» Aim of the exercise
From the data below, copy each line that includes the word "device".

» Available records
------

//! This module implements the CLI interface and the controller
//! configuration string.
//!
//! The configuration string follows the classic device-model syntax:
//! elements separated by `,` or `:`, where a leading digit declares a
//! host `bus-port` assignment and the remaining elements are options:
//!
//! ```text
//! 1-2,2-2:tablet:log=D:cap=apl
//! ```

use std::path::PathBuf;

use clap::Parser;
use thiserror::Error;
use tracing::{warn, Level};

#[derive(Parser, Debug)]
#[command(
    name = env!("CARGO_PKG_NAME"),
    version = env!("CARGO_PKG_VERSION"),
    author = env!("CARGO_PKG_AUTHORS"),
    about = env!("CARGO_PKG_DESCRIPTION"),
    long_about = None
)]
pub struct Cli {
    /// Enable verbose logging. Can be specified multiple times to
    /// increase verbosity.
    #[arg(short, long, action = clap::ArgAction::Count)]
    pub verbose: u8,

    /// The path where to create the listening Unix domain socket for
    /// hot-plug commands.
    #[arg(long, value_name = "PATH")]
    pub hotplug_socket: PathBuf,

    /// File backing guest memory. When absent, DMA goes nowhere until a
    /// backing is installed at runtime.
    #[arg(long, value_name = "PATH")]
    pub memory: Option<PathBuf>,

    /// Controller configuration string, e.g. "1-2,2-2:tablet:log=D:cap=apl".
    #[arg(long, value_name = "CONFIG", default_value = "")]
    pub controller: String,
}

/// A host root-hub port declared on the command line.
#[derive(Debug, Clone, Copy, PartialEq, Eq)]
pub struct HostPort {
    pub bus: u8,
    pub port: u8,
}

/// Parsed controller configuration.
#[derive(Debug, Clone, Default, PartialEq, Eq)]
pub struct XhciConfig {
    /// Host ports assigned to this controller.
    pub ports: Vec<HostPort>,
    /// Attach the internal tablet.
    pub tablet: bool,
    /// Use the Apollo Lake extended-capability layout (with DRD).
    pub apl: bool,
    /// Log level requested via `log=<level>`.
    pub log_level: Option<Level>,
}

#[derive(Error, Debug, PartialEq, Eq)]
pub enum ConfigParseError {
    #[error("invalid bus-port element {0:?}")]
    InvalidBusPort(String),
    #[error("invalid log level {0:?}")]
    InvalidLogLevel(String),
    #[error("unknown configuration element {0:?}")]
    UnknownElement(String),
}

impl XhciConfig {
    /// Parse a configuration string.
    pub fn parse(options: &str) -> Result<Self, ConfigParseError> {
        let mut config = Self::default();

        for element in options.split([',', ':']).filter(|e| !e.is_empty()) {
            if element.starts_with(|c: char| c.is_ascii_digit()) {
                config.ports.push(parse_bus_port(element)?);
            } else if element == "tablet" {
                config.tablet = true;
            } else if let Some(level) = element.strip_prefix("log=") {
                config.log_level = Some(parse_log_level(level)?);
            } else if let Some(cap) = element.strip_prefix("cap=") {
                if cap == "apl" {
                    config.apl = true;
                } else {
                    // An unknown capability layout falls back to the
                    // default one, matching the permissive option
                    // handling of other device models.
                    warn!("unknown capability layout {cap:?}, using the default layout");
                }
            } else {
                return Err(ConfigParseError::UnknownElement(element.to_string()));
            }
        }

        Ok(config)
    }
}

fn parse_bus_port(element: &str) -> Result<HostPort, ConfigParseError> {
    let invalid = || ConfigParseError::InvalidBusPort(element.to_string());
    let (bus, port) = element.split_once('-').ok_or_else(invalid)?;
    Ok(HostPort {
        bus: bus.parse().map_err(|_| invalid())?,
        port: port.parse().map_err(|_| invalid())?,
    })
}

fn parse_log_level(level: &str) -> Result<Level, ConfigParseError> {
    match level.chars().next().map(|c| c.to_ascii_uppercase()) {
        Some('F' | 'E') => Ok(Level::ERROR),
        Some('W') => Ok(Level::WARN),
        Some('I') => Ok(Level::INFO),
        Some('D') => Ok(Level::DEBUG),
        Some('V' | 'T') => Ok(Level::TRACE),
        _ => Err(ConfigParseError::InvalidLogLevel(level.to_string())),
    }
}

------

» Exercise answer
//! The configuration string follows the classic device-model syntax:
                    // handling of other device models.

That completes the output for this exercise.